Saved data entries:
━━━━━━━━━━━━━━━━━━━━━━━━━━━━━━
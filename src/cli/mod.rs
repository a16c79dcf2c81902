pub mod commands;
pub mod utils;

use clap::{Parser, Subcommand};
use serde::{Deserialize, Serialize};

#[derive(Parser)]
#[command(name = "plantops-cli")]
#[command(about = "PlantOps CLI - Offline tooling for sessions, passwords and page access")]
#[command(version)]
pub struct Cli {
    #[arg(long, global = true, help = "Output in JSON format")]
    pub json: bool,

    #[command(subcommand)]
    pub command: Commands,
}

#[derive(Subcommand)]
pub enum Commands {
    #[command(about = "Hash a password for seeding a user record")]
    HashPassword {
        #[arg(help = "Plain-text password")]
        password: String,
    },

    #[command(about = "Issue or inspect session tokens")]
    Token {
        #[command(subcommand)]
        cmd: commands::token::TokenCommands,
    },

    #[command(about = "Print the page access table")]
    Routes,

    #[command(about = "Show what the edge middleware does with a path")]
    Check {
        #[arg(help = "Request path, optionally with a query string")]
        path: String,
        #[arg(long, help = "Role of the signed-in user (omit for an anonymous request)")]
        role: Option<crate::auth::Role>,
    },
}

#[derive(Debug, Clone, Copy, PartialEq, Eq, Serialize, Deserialize)]
pub enum OutputFormat {
    Text,
    Json,
}

impl OutputFormat {
    pub fn from_cli(cli: &Cli) -> Self {
        if cli.json {
            OutputFormat::Json
        } else {
            OutputFormat::Text
        }
    }
}

pub async fn run(cli: Cli) -> anyhow::Result<()> {
    let output_format = OutputFormat::from_cli(&cli);

    match cli.command {
        Commands::HashPassword { password } => {
            commands::password::handle(&password, output_format).await
        }
        Commands::Token { cmd } => commands::token::handle(cmd, output_format).await,
        Commands::Routes => commands::routes::list(output_format),
        Commands::Check { path, role } => commands::routes::check(&path, role, output_format),
    }
}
━━━━━━━━━━━━━━━━━━━━━━━━━━━━━━
_What you will do_.
Starting at the line that contains "OutputFormat::Text", retype each line through the last one in the records, both included, and add nothing.

_Exercise result_.
            OutputFormat::Text
        }
    }
}

pub async fn run(cli: Cli) -> anyhow::Result<()> {
    let output_format = OutputFormat::from_cli(&cli);

    match cli.command {
        Commands::HashPassword { password } => {
            commands::password::handle(&password, output_format).await
        }
        Commands::Token { cmd } => commands::token::handle(cmd, output_format).await,
        Commands::Routes => commands::routes::list(output_format),
        Commands::Check { path, role } => commands::routes::check(&path, role, output_format),
    }
}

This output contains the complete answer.